**Exercise requirements**
The lines from the first line of the entries through the line containing "pub type Job" are to be repeated exactly, with both of those lines included.

##############################

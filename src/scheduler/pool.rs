// src/scheduler/pool.rs
use std::panic::{self, AssertUnwindSafe};
use std::sync::Mutex;
use std::thread::{self, JoinHandle};

use crossbeam::channel::{self, Sender};

use crate::core::lock::lock_mutex;

pub type Job = Box<dyn FnOnce() + Send + 'static>;

/// Fixed set of worker threads draining one job queue.
pub struct WorkerPool {
    sender: Mutex<Option<Sender<Job>>>,
    workers: Mutex<Vec<JoinHandle<()>>>,
}

impl WorkerPool {
    pub fn new(size: usize, name: &str) -> std::io::Result<Self> {
        let (tx, rx) = channel::unbounded::<Job>();
        let mut workers = Vec::with_capacity(size.max(1));

        for i in 0..size.max(1) {
            let rx = rx.clone();
            let handle = thread::Builder::new()
                .name(format!("{}-{}", name, i))
                .spawn(move || {
                    for job in rx.iter() {
                        if panic::catch_unwind(AssertUnwindSafe(job)).is_err() {
                            log::error!("[pool] job panicked");
                        }
                    }
                })?;
            workers.push(handle);
        }

        Ok(Self {
            sender: Mutex::new(Some(tx)),
            workers: Mutex::new(workers),
        })
    }

    /// Queues a job. Returns false (and drops the job) once the pool is shut down.
    pub fn execute(&self, job: Job) -> bool {
        match lock_mutex(&self.sender, "pool.execute").as_ref() {
            Some(tx) => tx.send(job).is_ok(),
            None => false,
        }
    }

    /// Closes the queue and waits for every queued and running job.
    pub fn shutdown(&self) {
        drop(lock_mutex(&self.sender, "pool.shutdown").take());
        let workers = std::mem::take(&mut *lock_mutex(&self.workers, "pool.shutdown.workers"));
        for worker in workers {
            if worker.join().is_err() {
                log::error!("[pool] worker thread panicked");
            }
        }
    }
}

impl Drop for WorkerPool {
    fn drop(&mut self) {
        self.shutdown();
    }
}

##############################

**Result for this exercise**
filename src/scheduler/pool.rs
// src/scheduler/pool.rs
use std::panic::{self, AssertUnwindSafe};
use std::sync::Mutex;
use std::thread::{self, JoinHandle};

use crossbeam::channel::{self, Sender};

use crate::core::lock::lock_mutex;

pub type Job = Box<dyn FnOnce() + Send + 'static>;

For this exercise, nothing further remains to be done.